Show each line of the data below that has the string "ResultEngine" in it.

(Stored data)
*** Begin section ***
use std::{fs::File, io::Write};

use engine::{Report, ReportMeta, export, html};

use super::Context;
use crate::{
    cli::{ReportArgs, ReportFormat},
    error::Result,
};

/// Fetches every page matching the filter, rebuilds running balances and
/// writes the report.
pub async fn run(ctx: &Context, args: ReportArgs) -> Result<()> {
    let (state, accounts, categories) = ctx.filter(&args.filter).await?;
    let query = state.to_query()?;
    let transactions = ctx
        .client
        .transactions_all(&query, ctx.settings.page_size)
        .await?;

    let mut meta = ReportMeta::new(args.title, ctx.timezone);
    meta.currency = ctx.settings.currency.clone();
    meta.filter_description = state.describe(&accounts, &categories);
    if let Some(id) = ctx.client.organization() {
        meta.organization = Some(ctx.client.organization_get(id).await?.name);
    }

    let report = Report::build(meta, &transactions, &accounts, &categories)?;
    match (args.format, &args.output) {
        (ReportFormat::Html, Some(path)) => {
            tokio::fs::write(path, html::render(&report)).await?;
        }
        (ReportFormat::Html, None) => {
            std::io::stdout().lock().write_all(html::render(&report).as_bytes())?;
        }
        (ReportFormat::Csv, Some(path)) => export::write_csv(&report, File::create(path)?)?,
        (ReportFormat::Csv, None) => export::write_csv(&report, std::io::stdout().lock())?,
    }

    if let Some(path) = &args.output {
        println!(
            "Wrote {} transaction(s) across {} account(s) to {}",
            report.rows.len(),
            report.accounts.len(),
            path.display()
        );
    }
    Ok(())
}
*** End section ***
*** Begin section ***
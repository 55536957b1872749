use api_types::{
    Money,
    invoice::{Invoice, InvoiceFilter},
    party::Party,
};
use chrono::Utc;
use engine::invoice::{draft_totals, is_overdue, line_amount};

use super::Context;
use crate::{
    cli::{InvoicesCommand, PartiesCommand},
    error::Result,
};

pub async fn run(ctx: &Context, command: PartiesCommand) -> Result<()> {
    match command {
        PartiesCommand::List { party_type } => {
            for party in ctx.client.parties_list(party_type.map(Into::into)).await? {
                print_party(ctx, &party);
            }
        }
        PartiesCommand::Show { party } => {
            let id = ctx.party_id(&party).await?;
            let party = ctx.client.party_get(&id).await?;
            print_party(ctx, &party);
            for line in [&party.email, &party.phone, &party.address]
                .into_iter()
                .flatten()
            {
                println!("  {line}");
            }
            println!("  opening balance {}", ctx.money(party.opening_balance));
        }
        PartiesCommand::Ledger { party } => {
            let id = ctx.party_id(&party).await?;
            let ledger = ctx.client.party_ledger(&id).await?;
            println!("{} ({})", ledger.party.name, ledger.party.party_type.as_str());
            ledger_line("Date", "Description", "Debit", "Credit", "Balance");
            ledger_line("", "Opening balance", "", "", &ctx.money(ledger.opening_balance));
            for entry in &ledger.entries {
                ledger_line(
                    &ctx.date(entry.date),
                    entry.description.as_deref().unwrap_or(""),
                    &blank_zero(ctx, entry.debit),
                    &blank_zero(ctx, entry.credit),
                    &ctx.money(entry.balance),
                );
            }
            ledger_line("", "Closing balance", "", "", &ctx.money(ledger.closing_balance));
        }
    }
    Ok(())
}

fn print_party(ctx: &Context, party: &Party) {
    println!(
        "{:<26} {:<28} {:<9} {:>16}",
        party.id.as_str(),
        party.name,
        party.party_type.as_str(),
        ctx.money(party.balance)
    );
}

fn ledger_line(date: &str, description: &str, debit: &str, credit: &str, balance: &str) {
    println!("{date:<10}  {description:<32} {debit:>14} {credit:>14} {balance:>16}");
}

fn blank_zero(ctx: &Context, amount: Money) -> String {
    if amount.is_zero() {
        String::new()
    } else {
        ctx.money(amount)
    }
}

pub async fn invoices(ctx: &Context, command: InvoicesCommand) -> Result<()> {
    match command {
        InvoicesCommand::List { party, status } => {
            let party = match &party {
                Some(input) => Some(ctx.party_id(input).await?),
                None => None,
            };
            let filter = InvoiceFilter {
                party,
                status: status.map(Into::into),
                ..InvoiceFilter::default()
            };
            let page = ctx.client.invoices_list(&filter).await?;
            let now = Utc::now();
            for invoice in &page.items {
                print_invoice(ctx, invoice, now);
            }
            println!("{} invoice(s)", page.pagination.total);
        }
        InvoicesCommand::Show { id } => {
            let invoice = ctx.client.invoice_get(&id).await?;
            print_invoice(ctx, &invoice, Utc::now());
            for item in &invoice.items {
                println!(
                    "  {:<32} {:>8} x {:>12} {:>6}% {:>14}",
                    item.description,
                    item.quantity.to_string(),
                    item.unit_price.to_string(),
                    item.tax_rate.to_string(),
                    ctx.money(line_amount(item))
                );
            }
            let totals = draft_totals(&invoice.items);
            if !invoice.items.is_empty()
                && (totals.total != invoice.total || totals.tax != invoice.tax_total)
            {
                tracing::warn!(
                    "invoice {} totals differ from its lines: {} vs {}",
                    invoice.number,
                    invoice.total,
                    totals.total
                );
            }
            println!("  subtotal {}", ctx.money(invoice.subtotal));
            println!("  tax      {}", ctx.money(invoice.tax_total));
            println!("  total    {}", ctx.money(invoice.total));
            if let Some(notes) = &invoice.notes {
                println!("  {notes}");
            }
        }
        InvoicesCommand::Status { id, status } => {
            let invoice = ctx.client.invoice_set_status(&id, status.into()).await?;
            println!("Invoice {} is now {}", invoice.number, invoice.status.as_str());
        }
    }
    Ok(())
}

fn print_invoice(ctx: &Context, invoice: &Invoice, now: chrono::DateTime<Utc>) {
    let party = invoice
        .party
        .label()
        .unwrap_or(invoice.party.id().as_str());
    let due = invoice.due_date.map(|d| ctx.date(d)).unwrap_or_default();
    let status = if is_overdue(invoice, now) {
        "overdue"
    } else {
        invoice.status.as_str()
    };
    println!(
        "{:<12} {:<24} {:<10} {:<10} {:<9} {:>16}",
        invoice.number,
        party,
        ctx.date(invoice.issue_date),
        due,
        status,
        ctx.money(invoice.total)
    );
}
*** End section ***
*** Begin section ***
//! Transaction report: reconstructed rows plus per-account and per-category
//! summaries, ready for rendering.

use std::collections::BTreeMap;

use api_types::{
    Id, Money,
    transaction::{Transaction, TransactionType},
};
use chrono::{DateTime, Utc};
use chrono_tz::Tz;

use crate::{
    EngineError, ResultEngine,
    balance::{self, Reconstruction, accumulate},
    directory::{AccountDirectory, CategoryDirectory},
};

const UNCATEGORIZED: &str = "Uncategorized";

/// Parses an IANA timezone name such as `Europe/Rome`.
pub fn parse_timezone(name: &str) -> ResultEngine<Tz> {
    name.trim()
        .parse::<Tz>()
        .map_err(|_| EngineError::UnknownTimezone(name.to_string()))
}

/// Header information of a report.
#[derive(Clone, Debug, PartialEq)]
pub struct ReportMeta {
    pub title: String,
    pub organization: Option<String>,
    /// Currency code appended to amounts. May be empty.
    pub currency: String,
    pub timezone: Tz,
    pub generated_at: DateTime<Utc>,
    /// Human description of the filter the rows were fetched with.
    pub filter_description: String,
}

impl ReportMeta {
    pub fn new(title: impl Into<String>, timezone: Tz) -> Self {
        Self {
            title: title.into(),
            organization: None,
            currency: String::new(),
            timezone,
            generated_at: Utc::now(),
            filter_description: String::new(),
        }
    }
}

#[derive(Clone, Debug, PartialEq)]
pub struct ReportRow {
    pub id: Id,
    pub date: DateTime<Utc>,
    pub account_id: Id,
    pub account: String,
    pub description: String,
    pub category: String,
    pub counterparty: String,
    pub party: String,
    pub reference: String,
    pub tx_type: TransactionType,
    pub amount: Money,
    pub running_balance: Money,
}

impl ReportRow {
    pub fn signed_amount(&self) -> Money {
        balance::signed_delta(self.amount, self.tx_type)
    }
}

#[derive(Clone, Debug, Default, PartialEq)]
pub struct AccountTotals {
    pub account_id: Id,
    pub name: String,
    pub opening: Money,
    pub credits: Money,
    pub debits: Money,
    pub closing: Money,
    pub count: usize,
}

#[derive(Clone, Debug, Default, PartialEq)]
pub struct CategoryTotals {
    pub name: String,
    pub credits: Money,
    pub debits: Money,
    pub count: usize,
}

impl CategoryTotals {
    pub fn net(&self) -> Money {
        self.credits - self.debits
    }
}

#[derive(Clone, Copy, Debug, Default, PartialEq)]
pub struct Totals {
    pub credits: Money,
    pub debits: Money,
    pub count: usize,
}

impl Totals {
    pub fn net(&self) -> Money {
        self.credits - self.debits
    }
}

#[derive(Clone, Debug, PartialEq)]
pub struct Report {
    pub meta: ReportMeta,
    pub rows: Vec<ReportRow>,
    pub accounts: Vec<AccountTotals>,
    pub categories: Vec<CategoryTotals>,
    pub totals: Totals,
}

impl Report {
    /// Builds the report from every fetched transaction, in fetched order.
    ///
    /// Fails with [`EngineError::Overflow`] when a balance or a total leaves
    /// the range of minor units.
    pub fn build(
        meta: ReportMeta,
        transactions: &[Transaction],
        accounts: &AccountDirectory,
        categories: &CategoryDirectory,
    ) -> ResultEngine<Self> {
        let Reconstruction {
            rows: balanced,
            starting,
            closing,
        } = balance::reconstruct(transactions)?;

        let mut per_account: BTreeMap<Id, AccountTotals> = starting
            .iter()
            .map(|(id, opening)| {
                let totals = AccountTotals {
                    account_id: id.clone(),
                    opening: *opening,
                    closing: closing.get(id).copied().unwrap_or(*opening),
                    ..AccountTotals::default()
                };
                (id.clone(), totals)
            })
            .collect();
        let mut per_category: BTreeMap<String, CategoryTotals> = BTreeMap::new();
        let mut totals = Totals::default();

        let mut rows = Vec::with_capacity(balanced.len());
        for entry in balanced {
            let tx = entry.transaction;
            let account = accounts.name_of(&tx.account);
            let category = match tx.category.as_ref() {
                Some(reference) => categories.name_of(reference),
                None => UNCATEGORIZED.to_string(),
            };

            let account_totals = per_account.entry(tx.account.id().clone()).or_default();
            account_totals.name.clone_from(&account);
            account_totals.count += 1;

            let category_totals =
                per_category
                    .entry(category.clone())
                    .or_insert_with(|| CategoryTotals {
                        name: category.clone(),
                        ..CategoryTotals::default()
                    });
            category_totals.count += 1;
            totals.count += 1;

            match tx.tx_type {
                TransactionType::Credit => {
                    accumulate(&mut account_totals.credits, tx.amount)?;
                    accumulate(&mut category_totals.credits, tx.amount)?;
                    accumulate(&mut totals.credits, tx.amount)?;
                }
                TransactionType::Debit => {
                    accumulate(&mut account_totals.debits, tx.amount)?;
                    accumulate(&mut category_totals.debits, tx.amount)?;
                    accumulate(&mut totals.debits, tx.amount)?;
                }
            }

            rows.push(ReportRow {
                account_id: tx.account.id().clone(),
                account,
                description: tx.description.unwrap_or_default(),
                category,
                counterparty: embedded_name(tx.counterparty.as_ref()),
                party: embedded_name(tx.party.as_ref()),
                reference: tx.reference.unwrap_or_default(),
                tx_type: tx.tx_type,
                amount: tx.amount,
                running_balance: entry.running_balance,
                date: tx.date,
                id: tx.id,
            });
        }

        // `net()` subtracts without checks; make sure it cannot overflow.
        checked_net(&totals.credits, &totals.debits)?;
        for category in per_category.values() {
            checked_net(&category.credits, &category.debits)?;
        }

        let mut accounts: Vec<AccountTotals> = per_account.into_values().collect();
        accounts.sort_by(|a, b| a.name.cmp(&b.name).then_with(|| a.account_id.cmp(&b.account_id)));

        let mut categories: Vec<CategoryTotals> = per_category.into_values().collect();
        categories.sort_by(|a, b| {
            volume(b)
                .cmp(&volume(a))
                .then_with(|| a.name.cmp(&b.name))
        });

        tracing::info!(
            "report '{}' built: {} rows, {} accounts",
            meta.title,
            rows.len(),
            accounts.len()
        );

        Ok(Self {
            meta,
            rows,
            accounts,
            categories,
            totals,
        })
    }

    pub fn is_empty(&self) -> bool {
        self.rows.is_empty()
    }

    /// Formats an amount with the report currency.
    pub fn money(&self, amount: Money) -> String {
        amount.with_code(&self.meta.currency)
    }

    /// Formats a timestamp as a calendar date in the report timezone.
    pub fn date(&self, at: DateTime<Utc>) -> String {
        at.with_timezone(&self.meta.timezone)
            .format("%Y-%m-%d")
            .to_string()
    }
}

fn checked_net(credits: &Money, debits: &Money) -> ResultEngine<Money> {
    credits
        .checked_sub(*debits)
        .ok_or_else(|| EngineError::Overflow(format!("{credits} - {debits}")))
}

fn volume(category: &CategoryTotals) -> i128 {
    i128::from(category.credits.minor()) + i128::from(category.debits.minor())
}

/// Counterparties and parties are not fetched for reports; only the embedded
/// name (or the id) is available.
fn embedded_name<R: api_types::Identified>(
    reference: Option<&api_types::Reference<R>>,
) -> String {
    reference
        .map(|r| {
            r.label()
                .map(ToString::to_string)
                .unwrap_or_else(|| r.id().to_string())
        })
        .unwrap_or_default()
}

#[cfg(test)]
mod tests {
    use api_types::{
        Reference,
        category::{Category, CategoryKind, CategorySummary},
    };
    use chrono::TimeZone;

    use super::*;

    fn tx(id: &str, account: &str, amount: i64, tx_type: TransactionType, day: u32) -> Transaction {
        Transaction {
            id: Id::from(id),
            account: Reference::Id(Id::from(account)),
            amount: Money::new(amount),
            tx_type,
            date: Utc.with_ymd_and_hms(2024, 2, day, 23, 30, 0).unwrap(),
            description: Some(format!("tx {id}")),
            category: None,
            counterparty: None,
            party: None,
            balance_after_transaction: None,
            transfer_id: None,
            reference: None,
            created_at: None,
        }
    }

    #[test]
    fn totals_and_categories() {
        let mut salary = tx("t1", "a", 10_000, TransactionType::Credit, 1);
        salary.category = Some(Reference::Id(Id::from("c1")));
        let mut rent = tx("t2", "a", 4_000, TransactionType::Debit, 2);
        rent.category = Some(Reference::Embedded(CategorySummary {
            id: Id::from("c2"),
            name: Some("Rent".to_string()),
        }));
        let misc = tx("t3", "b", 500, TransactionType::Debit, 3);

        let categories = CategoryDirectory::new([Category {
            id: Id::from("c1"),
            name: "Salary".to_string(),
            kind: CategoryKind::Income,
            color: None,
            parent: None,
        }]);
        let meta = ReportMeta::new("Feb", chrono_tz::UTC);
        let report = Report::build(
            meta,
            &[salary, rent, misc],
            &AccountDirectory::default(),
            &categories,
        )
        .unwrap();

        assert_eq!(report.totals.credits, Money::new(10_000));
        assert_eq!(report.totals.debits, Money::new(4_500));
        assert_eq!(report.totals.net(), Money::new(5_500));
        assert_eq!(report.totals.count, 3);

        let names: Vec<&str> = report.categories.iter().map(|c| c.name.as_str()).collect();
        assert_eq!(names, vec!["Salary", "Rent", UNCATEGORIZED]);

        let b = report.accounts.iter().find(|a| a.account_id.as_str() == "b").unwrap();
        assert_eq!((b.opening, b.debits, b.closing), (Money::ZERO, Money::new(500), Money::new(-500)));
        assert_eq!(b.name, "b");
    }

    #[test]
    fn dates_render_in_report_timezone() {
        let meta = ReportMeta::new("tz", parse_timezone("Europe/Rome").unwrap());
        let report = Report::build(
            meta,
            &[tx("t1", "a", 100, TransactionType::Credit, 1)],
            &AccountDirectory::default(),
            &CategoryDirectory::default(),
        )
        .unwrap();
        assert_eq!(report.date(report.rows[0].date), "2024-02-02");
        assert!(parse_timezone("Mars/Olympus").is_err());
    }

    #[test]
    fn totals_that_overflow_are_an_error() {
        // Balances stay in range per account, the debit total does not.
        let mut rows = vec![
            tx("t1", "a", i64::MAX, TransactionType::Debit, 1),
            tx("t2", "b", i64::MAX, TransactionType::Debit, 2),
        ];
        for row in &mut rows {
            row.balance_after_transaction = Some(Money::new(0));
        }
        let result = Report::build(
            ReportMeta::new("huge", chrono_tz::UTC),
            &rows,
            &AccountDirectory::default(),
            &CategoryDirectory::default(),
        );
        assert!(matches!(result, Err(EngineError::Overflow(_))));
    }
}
*** End section ***
## Task solution
    EngineError, ResultEngine,
pub fn parse_timezone(name: &str) -> ResultEngine<Tz> {
    ) -> ResultEngine<Self> {
fn checked_net(credits: &Money, debits: &Money) -> ResultEngine<Money> {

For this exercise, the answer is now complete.